Most often, it seems that resistance targets in North America are chosen on the basis of vulnerability and accessibility, rather than on criticality. It’s easy to walk up to a Walmart window and smash it in the middle of the night or to destroy a Foot Locker storefront during a protest march. Aggressive symbolic attacks do get attention, and if a person’s main indicator of success is a furor on the 10:00 pm news, then igniting the local Burger King is likely to achieve that. But making a decisive impact on systems of power and their basis of support is more difficult to measure. If those in power are clever, they’ll downplay the really damaging actions to make themselves seem invulnerable, but scream bloody murder over a smashed window in order to whip up public opinion. And isn’t that what often happens on the news? If a biotech office is smashed and not a single person injured, the corporate journalists and pundits start pontificating about “violence” and “terrorism.” But if a dozen US soldiers are blown up by insurgents in Iraq, the White House press secretary will calmly repeat over and over that “America” is winning and that these incidents are only minor setbacks.

The Black Liberation Army (BLA) is an example of a group that chose targets in alignment with its goals. The BLA formed as an offshoot (or, some would argue, as a parallel development) of the Black Panther Party. The BLA was not interested in symbolic targets, but in directly targeting those who oppressed people of color. Writes historian Dan Berger: “The BLA’s Program included three components: retaliation against police violence in Black communities; elimination of drugs and drug dealers from Black communities; and helping captured BLA members escape from prison.”11 The BLA essentially believed that aboveground black organizing was doomed because of violent COINTELPRO-style tactics, and that the BPP had become a reformist organization. They argued that “the character of reformism is based on unprincipled class collaboration with our enemy.”12 In part because of their direct personal experience of violent repression at the hands of the state, they did not hesitate to kill white police officers in retaliation for attacks on the black community.

The IRA was also ruthless in their target selection, though they had limited choices in terms of attacking their occupiers. By the time WWII rolled around, resisters in Europe had a wide variety of potential and critical targets for sabotage, such as rail and telegraph lines, and further industrialization has only increased the number of critical mechanical targets, but a century ago, Ireland was hardly mechanized at all. That is why Michael Collins correctly identified British intelligence agents as the most critical and least recuperable targets available.

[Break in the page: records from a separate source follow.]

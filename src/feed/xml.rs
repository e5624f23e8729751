//! Flattening of an Atom/OData feed document into a [`Table`].
//!
//! Expected shape (namespaces abbreviated):
//!
//! ```text
//! <feed>
//!   <entry>
//!     <content>
//!       <m:properties>
//!         <d:Licence>123</d:Licence>
//!         ...
//! ```
//!
//! Every `properties` container becomes one row. Column names are the property tags without
//! their namespace, lowercased.

use std::collections::HashMap;

use roxmltree::{Document, Node};

use crate::error::{PipelineError, PipelineResult};
use crate::types::{DataType, Field, Schema, Table, Value};

/// Source-side partitioning columns that never become table columns.
const RESERVED_COLUMNS: [&str; 2] = ["PartitionKey", "RowKey"];

const PROPERTIES_TAG: &str = "properties";

/// Extract a table from raw feed bytes (must be UTF-8).
pub fn extract_table_from_bytes(bytes: &[u8]) -> PipelineResult<Table> {
    let text = std::str::from_utf8(bytes)
        .map_err(|e| PipelineError::format(format!("feed is not valid utf-8: {e}")))?;
    extract_table(text)
}

/// Extract a table from a feed document.
///
/// All columns are [`DataType::Utf8`]; typing happens later in the normalizer.
pub fn extract_table(xml: &str) -> PipelineResult<Table> {
    let doc = Document::parse(xml).map_err(|e| PipelineError::format(format!("malformed xml: {e}")))?;

    let mut builder = TableBuilder::default();
    for entry in elements(doc.root_element()) {
        for field in elements(entry) {
            for container in elements(field) {
                if !container.tag_name().name().contains(PROPERTIES_TAG) {
                    continue;
                }
                builder.push_row(read_properties(container)?);
            }
        }
    }

    Ok(builder.finish())
}

fn elements<'a, 'input>(node: Node<'a, 'input>) -> impl Iterator<Item = Node<'a, 'input>> {
    node.children().filter(Node::is_element)
}

fn read_properties(container: Node<'_, '_>) -> PipelineResult<Vec<(String, Option<String>)>> {
    let mut record = Vec::new();
    for item in elements(container) {
        let tag = item.tag_name();
        if RESERVED_COLUMNS.iter().any(|r| tag.name().contains(r)) {
            continue;
        }
        if tag.namespace().is_none() {
            return Err(PipelineError::format(format!(
                "property '{}' has no namespace; cannot derive a column name",
                tag.name()
            )));
        }
        let value = item.text().map(|t| t.trim().to_owned());
        record.push((tag.name().to_lowercase(), value));
    }
    Ok(record)
}

/// Collects rows whose column sets may differ; the final schema is the union in order of first
/// appearance.
#[derive(Default)]
struct TableBuilder {
    columns: Vec<String>,
    positions: HashMap<String, usize>,
    rows: Vec<Vec<Value>>,
}

impl TableBuilder {
    fn push_row(&mut self, record: Vec<(String, Option<String>)>) {
        let mut row = vec![Value::Null; self.columns.len()];
        for (column, value) in record {
            let idx = match self.positions.get(&column) {
                Some(&idx) => idx,
                None => {
                    let idx = self.columns.len();
                    self.positions.insert(column.clone(), idx);
                    self.columns.push(column);
                    idx
                }
            };
            if row.len() <= idx {
                row.resize(idx + 1, Value::Null);
            }
            row[idx] = value.map(Value::Utf8).unwrap_or(Value::Null);
        }
        self.rows.push(row);
    }

    fn finish(self) -> Table {
        let width = self.columns.len();
        let rows = self
            .rows
            .into_iter()
            .map(|mut row| {
                row.resize(width, Value::Null);
                row
            })
            .collect();
        let fields = self
            .columns
            .into_iter()
            .map(|name| Field::new(name, DataType::Utf8))
            .collect();
        Table::new(Schema::new(fields), rows)
    }
}

#[cfg(test)]
mod tests {
    use super::*;

    fn feed(entries: &str) -> String {
        format!(
            r#"<?xml version="1.0" encoding="utf-8"?>
<feed xmlns="http://www.w3.org/2005/Atom"
      xmlns:d="http://schemas.microsoft.com/ado/2007/08/dataservices"
      xmlns:m="http://schemas.microsoft.com/ado/2007/08/dataservices/metadata">
  <title>Test</title>
  {entries}
</feed>"#
        )
    }

    #[test]
    fn flattens_properties_and_skips_reserved_columns() {
        let xml = feed(
            r#"<entry><id>1</id><content type="application/xml"><m:properties>
                 <d:PartitionKey>p</d:PartitionKey><d:RowKey>r</d:RowKey>
                 <d:Licence> 42 </d:Licence><d:Name>Cafe</d:Name>
               </m:properties></content></entry>"#,
        );
        let t = extract_table(&xml).unwrap();
        assert_eq!(t.schema.field_names().collect::<Vec<_>>(), vec!["licence", "name"]);
        assert_eq!(t.rows, vec![vec![Value::Utf8("42".into()), Value::Utf8("Cafe".into())]]);
    }

    #[test]
    fn column_set_is_union_in_first_seen_order() {
        let xml = feed(
            r#"<entry><content><m:properties><d:A>1</d:A></m:properties></content></entry>
               <entry><content><m:properties><d:B>2</d:B><d:A>3</d:A></m:properties></content></entry>"#,
        );
        let t = extract_table(&xml).unwrap();
        assert_eq!(t.schema.field_names().collect::<Vec<_>>(), vec!["a", "b"]);
        assert_eq!(t.rows[0], vec![Value::Utf8("1".into()), Value::Null]);
        assert_eq!(t.rows[1], vec![Value::Utf8("3".into()), Value::Utf8("2".into())]);
    }

    #[test]
    fn empty_elements_become_null() {
        let xml = feed(
            r#"<entry><content><m:properties><d:A m:null="true" /><d:B></d:B></m:properties></content></entry>"#,
        );
        let t = extract_table(&xml).unwrap();
        assert_eq!(t.rows[0], vec![Value::Null, Value::Null]);
    }

    #[test]
    fn entry_without_properties_is_skipped() {
        let xml = feed(
            r#"<entry><content /></entry>
               <entry><content><m:properties><d:A>x</d:A></m:properties></content></entry>"#,
        );
        assert_eq!(extract_table(&xml).unwrap().row_count(), 1);
    }

    #[test]
    fn property_without_namespace_is_a_format_error() {
        let xml = r#"<feed><entry><content><properties><Licence>1</Licence></properties></content></entry></feed>"#;
        let err = extract_table(xml).unwrap_err();
        assert!(matches!(err, PipelineError::Format { .. }));
        assert!(err.to_string().contains("'Licence' has no namespace"));
    }

    #[test]
    fn malformed_xml_is_a_format_error() {
        let err = extract_table("<feed><entry>").unwrap_err();
        assert!(err.to_string().contains("malformed xml"));
    }
}
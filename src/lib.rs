//! `feed-tabulator` turns a municipal open-data XML feed into typed, geo-filtered tables on disk.
//!
//! The primary entrypoint is [`pipeline::run`], which fetches one feed, flattens its entries
//! into a [`types::Table`], types and enriches the columns, keeps the rows that fall inside a
//! place's boundary, and writes CSV, Parquet and compacted CSV outputs.
//!
//! ## What a run does
//!
//! - **Extract**: every `properties` element of the Atom feed becomes one row; column names are
//!   the lowercased local tag names ([`feed::xml`])
//! - **Normalize**: text columns whose values all parse as numbers become numeric; date-like
//!   columns are flagged ([`transform::normalize()`])
//! - **Local timestamp**: the first date-like column that converts cleanly becomes an ISO-8601
//!   `datetime` column in the reference timezone ([`transform::add_local_timestamp()`])
//! - **Geometry**: `latitude`/`longitude` pairs become a point column ([`transform::add_geometry()`])
//! - **Clean**: rows without a primary key or outside the boundary are removed, and columns with a
//!   single distinct value have their gaps filled ([`transform::clean()`])
//! - **Persist**: `<dataset>.csv`, `<dataset>.parquet`, the compacted `compressed.csv` and a
//!   gzip-compressed `<dataset>_compressed.csv` ([`output`])
//!
//! ## Quick example: transform a feed already in memory
//!
//! ```rust
//! use chrono_tz::America::Vancouver;
//! use feed_tabulator::feed::extract_table;
//! use feed_tabulator::geocode::{Boundary, StaticBoundary};
//! use feed_tabulator::pipeline::{transform, PipelineOptions};
//! use geo::{LineString, MultiPolygon, Polygon};
//!
//! # fn main() -> Result<(), feed_tabulator::PipelineError> {
//! let xml = r#"<feed xmlns="http://www.w3.org/2005/Atom"
//!     xmlns:d="http://schemas.microsoft.com/ado/2007/08/dataservices"
//!     xmlns:m="http://schemas.microsoft.com/ado/2007/08/dataservices/metadata">
//!   <entry><content type="application/xml"><m:properties>
//!     <d:Licence>B-100</d:Licence>
//!     <d:Latitude>49.1659</d:Latitude>
//!     <d:Longitude>-123.9401</d:Longitude>
//!   </m:properties></content></entry>
//! </feed>"#;
//!
//! let ring = LineString::from(vec![
//!     (-124.1, 49.0),
//!     (-123.8, 49.0),
//!     (-123.8, 49.3),
//!     (-124.1, 49.3),
//!     (-124.1, 49.0),
//! ]);
//! let nanaimo = StaticBoundary(Boundary::new(
//!     "Nanaimo, BC, Canada",
//!     MultiPolygon::new(vec![Polygon::new(ring, vec![])]),
//! ));
//!
//! let table = transform(extract_table(xml)?, "licence", &nanaimo, Vancouver, &PipelineOptions::default())?;
//! assert_eq!(table.row_count(), 1);
//! assert!(table.schema.index_of("geometry").is_some());
//! # Ok(())
//! # }
//! ```
//!
//! ## Modules
//!
//! - [`pipeline`]: run orchestration, options and observers
//! - [`feed`]: feed download and XML flattening
//! - [`transform`]: typing, enrichment, filtering and compaction stages
//! - [`geocode`]: place boundary resolution
//! - [`output`]: CSV/Parquet writers and readers
//! - [`types`]: schema and in-memory table types
//! - [`error`]: error types used across the pipeline

pub mod error;
pub mod feed;
pub mod geocode;
pub mod output;
pub mod pipeline;
pub mod transform;
pub mod types;

pub use error::{PipelineError, PipelineResult};

/// `User-Agent` sent with every HTTP request.
pub const USER_AGENT: &str = concat!(env!("CARGO_PKG_NAME"), "/", env!("CARGO_PKG_VERSION"));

Furthermore, his networks of spies and assassins made those agents—already soft targets—highly accessible. They were a perfect match for all six target selection criteria.

It’s worth noting that these six criteria are not just applicable to targets that are going to be destroyed. The same criteria are used to select “pressure points” on which to exert political force for any strategy of resistance, even one that is explicitly nonviolent. Effective strikes or acts of civil disobedience can exert more political force by disrupting more critical and vulnerable targets—the more accessible, the better.

These criteria for target selection go both ways. Our own resistance movements are targets for those in power, and it’s important to understand our organizations as potential targets. Leaders have often been attacked because they were crucial to the organization. Underground leaders are less accessible, but potentially more vulnerable if they can be isolated from their base of support. And aboveground groups often have better recuperability, because they have a larger pool to draw from and fewer training requirements; recall the waves after waves of civil rights activists willing to be arrested in Birmingham, Alabama.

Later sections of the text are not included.